[Date Prev][Date Next][Thread Prev][Thread Next][Date Index][Thread Index]

Re: Parsing Scheme [was Re: strings draft]

This page is part of the web mail archives of SRFI 50 from before July 7th, 2015. The new archives for SRFI 50 contain all messages, not just those from before July 7th, 2015.

On Friday 23 January 2004 07:56 pm, Per Bothner wrote:
> Ken Dickey wrote:
> > It would be a *bad thing* if in going from one locale to another changed
> > a working Scheme program into a broken Scheme program.

> Huh?  What do you mean?  How can a source file containing Scheme
> source code possibly be locale independent?  What if you're on
> a system whose native encoding is EBCDIC?  What if you use
> non-ascii character in string literals or symbols?

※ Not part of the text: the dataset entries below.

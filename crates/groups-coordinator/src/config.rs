//! Coordinator configuration

use std::time::Duration;

use proven_groups::TableName;
use serde::{Deserialize, Serialize};

use crate::error::{Error, GroupResult};

/// Group coordinator configuration
#[derive(Debug, Clone, Serialize, Deserialize)]
pub struct CoordinatorConfig {
    /// Wait between the first and second drain passes
    pub drain_interval: Duration,

    /// Upper bound for the wait between drain passes
    pub max_drain_interval: Duration,

    /// Growth factor applied to the wait after each pass (1.0 keeps it fixed)
    pub drain_backoff_multiplier: f64,

    /// Catalog table whose regions are unassigned last in every drain pass
    pub meta_table: TableName,
}

impl Default for CoordinatorConfig {
    fn default() -> Self {
        Self {
            drain_interval: Duration::from_secs(1),
            max_drain_interval: Duration::from_secs(5),
            drain_backoff_multiplier: 1.5,
            meta_table: TableName::new("system", "meta"),
        }
    }
}

impl CoordinatorConfig {
    /// Checks the configuration for values the drain loop cannot work with.
    ///
    /// # Errors
    ///
    /// Returns `InvalidArgument` if the drain interval is zero, the cap is
    /// below the initial interval or the multiplier is below 1.0 or not
    /// finite.
    pub fn validate(&self) -> GroupResult<()> {
        if self.drain_interval.is_zero() {
            return Err(Error::InvalidArgument(
                "drain_interval must be greater than zero".to_string(),
            ));
        }

        if self.max_drain_interval < self.drain_interval {
            return Err(Error::InvalidArgument(format!(
                "max_drain_interval ({:?}) is below drain_interval ({:?})",
                self.max_drain_interval, self.drain_interval
            )));
        }

        if !self.drain_backoff_multiplier.is_finite() || self.drain_backoff_multiplier < 1.0 {
            return Err(Error::InvalidArgument(format!(
                "drain_backoff_multiplier must be a finite value of at least 1.0, got {}",
                self.drain_backoff_multiplier
            )));
        }

        Ok(())
    }

    /// Wait to use after a pass that waited `current`.
    ///
    /// Saturates at `max_drain_interval`, including when the product does not
    /// fit in a `Duration`.
    pub(crate) fn next_drain_interval(&self, current: Duration) -> Duration {
        Duration::try_from_secs_f64(current.as_secs_f64() * self.drain_backoff_multiplier)
            .map_or(self.max_drain_interval, |next| next.min(self.max_drain_interval))
    }
}
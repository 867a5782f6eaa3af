//! In-memory cluster state

use std::collections::{BTreeMap, BTreeSet, HashMap};
use std::sync::Arc;

use async_trait::async_trait;
use parking_lot::Mutex;
use proven_groups::{
    ClusterState, CollaboratorError, CollaboratorResult, RegionInfo, RegionPlan, RegionTransition,
    ServerAddress, TableName, TransitionState,
};
use tracing::debug;

#[derive(Debug, Default)]
struct State {
    online: BTreeSet<ServerAddress>,
    dead_servers_in_progress: bool,
    regions: BTreeMap<TableName, Vec<RegionInfo>>,
    assignments: BTreeMap<RegionInfo, ServerAddress>,
    in_transition: BTreeMap<String, RegionTransition>,
    /// Region -> number of unassign calls to ignore before honoring one
    pinned: HashMap<RegionInfo, usize>,
    unassign_calls: Vec<RegionInfo>,
    applied_plans: Vec<RegionPlan>,
    fail_unassign: bool,
}

/// In-memory cluster state.
///
/// `unassign` drops the region's assignment and any transition entry, the
/// way the assignment pipeline eventually would. Regions can be pinned to
/// ignore a number of unassign calls, so a drain has to poll more than once.
#[derive(Clone, Debug, Default)]
pub struct MemoryClusterState {
    state: Arc<Mutex<State>>,
}

impl MemoryClusterState {
    /// Creates an empty cluster.
    #[must_use]
    pub fn new() -> Self {
        Self::default()
    }

    /// Marks a server as online.
    pub fn add_online_server(&self, server: ServerAddress) {
        self.state.lock().online.insert(server);
    }

    /// Marks a server as offline.
    pub fn remove_online_server(&self, server: &ServerAddress) {
        self.state.lock().online.remove(server);
    }

    /// Sets whether dead-server recovery is in progress.
    pub fn set_dead_servers_in_progress(&self, in_progress: bool) {
        self.state.lock().dead_servers_in_progress = in_progress;
    }

    /// Creates a region of `table`, optionally assigned to `server`.
    pub fn add_region(
        &self,
        table: &TableName,
        encoded_name: &str,
        server: Option<&ServerAddress>,
    ) -> RegionInfo {
        let region = RegionInfo::new(table.clone(), encoded_name);
        let mut state = self.state.lock();

        state
            .regions
            .entry(table.clone())
            .or_default()
            .push(region.clone());
        if let Some(server) = server {
            state.assignments.insert(region.clone(), server.clone());
        }

        region
    }

    /// Assigns a region to a server.
    pub fn assign(&self, region: &RegionInfo, server: &ServerAddress) {
        self.state
            .lock()
            .assignments
            .insert(region.clone(), server.clone());
    }

    /// Records a region as in transition on `server`.
    pub fn set_in_transition(
        &self,
        region: &RegionInfo,
        server: &ServerAddress,
        transition: TransitionState,
    ) {
        self.state.lock().in_transition.insert(
            region.encoded_name().to_string(),
            RegionTransition {
                region: region.clone(),
                server: server.clone(),
                state: transition,
            },
        );
    }

    /// Clears a region's transition entry.
    pub fn clear_transition(&self, region: &RegionInfo) {
        self.state.lock().in_transition.remove(region.encoded_name());
    }

    /// Makes the next `ignored_calls` unassign calls for `region` no-ops.
    pub fn pin_region(&self, region: &RegionInfo, ignored_calls: usize) {
        self.state.lock().pinned.insert(region.clone(), ignored_calls);
    }

    /// Makes every unassign call fail with `Unavailable`.
    pub fn set_fail_unassign(&self, fail: bool) {
        self.state.lock().fail_unassign = fail;
    }

    /// Where a region is currently assigned.
    #[must_use]
    pub fn assignment_of(&self, region: &RegionInfo) -> Option<ServerAddress> {
        self.state.lock().assignments.get(region).cloned()
    }

    /// Regions currently assigned to `server`.
    #[must_use]
    pub fn regions_on(&self, server: &ServerAddress) -> Vec<RegionInfo> {
        self.state
            .lock()
            .assignments
            .iter()
            .filter(|(_, assigned)| *assigned == server)
            .map(|(region, _)| region.clone())
            .collect()
    }

    /// Regions with no assignment.
    #[must_use]
    pub fn unassigned_regions(&self) -> Vec<RegionInfo> {
        let state = self.state.lock();

        state
            .regions
            .values()
            .flatten()
            .filter(|region| !state.assignments.contains_key(*region))
            .cloned()
            .collect()
    }

    /// Every unassign call received, in order.
    #[must_use]
    pub fn unassign_calls(&self) -> Vec<RegionInfo> {
        self.state.lock().unassign_calls.clone()
    }

    /// Every placement applied, in order.
    #[must_use]
    pub fn applied_plans(&self) -> Vec<RegionPlan> {
        self.state.lock().applied_plans.clone()
    }
}

#[async_trait]
impl ClusterState for MemoryClusterState {
    async fn online_servers(&self) -> CollaboratorResult<BTreeSet<ServerAddress>> {
        Ok(self.state.lock().online.clone())
    }

    async fn dead_servers_in_progress(&self) -> CollaboratorResult<bool> {
        Ok(self.state.lock().dead_servers_in_progress)
    }

    async fn region_assignments(&self) -> CollaboratorResult<BTreeMap<RegionInfo, ServerAddress>> {
        Ok(self.state.lock().assignments.clone())
    }

    async fn regions_in_transition(
        &self,
    ) -> CollaboratorResult<BTreeMap<String, RegionTransition>> {
        Ok(self.state.lock().in_transition.clone())
    }

    async fn regions_of_table(&self, table: &TableName) -> CollaboratorResult<Vec<RegionInfo>> {
        Ok(self
            .state
            .lock()
            .regions
            .get(table)
            .cloned()
            .unwrap_or_default())
    }

    async fn unassign(&self, region: &RegionInfo) -> CollaboratorResult<()> {
        let mut state = self.state.lock();

        if state.fail_unassign {
            return Err(CollaboratorError::Unavailable(format!(
                "cannot unassign {region}"
            )));
        }

        state.unassign_calls.push(region.clone());

        if let Some(remaining) = state.pinned.get_mut(region)
            && *remaining > 0
        {
            *remaining -= 1;
            debug!("Ignoring unassign of pinned region {region}");
            return Ok(());
        }

        state.assignments.remove(region);
        state.in_transition.remove(region.encoded_name());

        Ok(())
    }

    async fn apply_placement(&self, plan: &RegionPlan) -> CollaboratorResult<()> {
        let mut state = self.state.lock();

        state
            .assignments
            .insert(plan.region.clone(), plan.destination.clone());
        state.applied_plans.push(plan.clone());

        Ok(())
    }
}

I mean that if I write a Scheme program in Germany and move to Turkey that the 
source I READ should continue to have the equivalent behavior given a level 
of support for character sets.  [My computer knows my locale].  I should be 
able to query an implementation to see if an implementation supports a 
particular level of character/string support and write programs that assume 
that level (be it ASCII, Unicode, EBCDIC, whatever).  I should be able to 
write a utility using READ, WRITE, WRITE-CHAR et al which translates between 
character sets [ASCII, Unicode, EBCDIC].  I should be able to write a Scheme 
program whose source is ASCII which deals with Unicode IO.

To "standardize" string and character handling beyond the limited, but very 
useful, subset which Scheme currently has means to me that we need to deal 
with "portability" aspects of "embedded characters in strings" as specified 
by READ.

One of the reasons I tend to do more math in Scheme (or Smalltalk or 
CommonLisp) is that I can use rationals, bignums and complex numbers in a 
relatively abstract an unified way -- in implementations which support them.  

I expect the numeric code I write assuming such numeric support to break in 
systems which don't support numeric types.  I find that such code does work 
as I expect in a large number of implementations.

I am happy to write programs in which identifiers are limited to those 
characters supported today in R5RS.  But I would like to be able to 
manipulate Unicode strings natively -- even if as a separate datatype than 
current strings (I assume conversion/mapping functions).  I am satisfied if 
STRING->SYMBOL signals an error if non-ascii characters are used.

So in the "weak" case, I would support a new, UNICODE-STRING datatype SRFI and 
reasonable set of operations which has well specified interactions with 
strings as currently defined.

I see no reason that this could not be done as a library with little impact on 
R6RS and no need to codify a such a standard prior to a wide experience of 
its consequences.

[Comments?  I Know you have comments!  8^]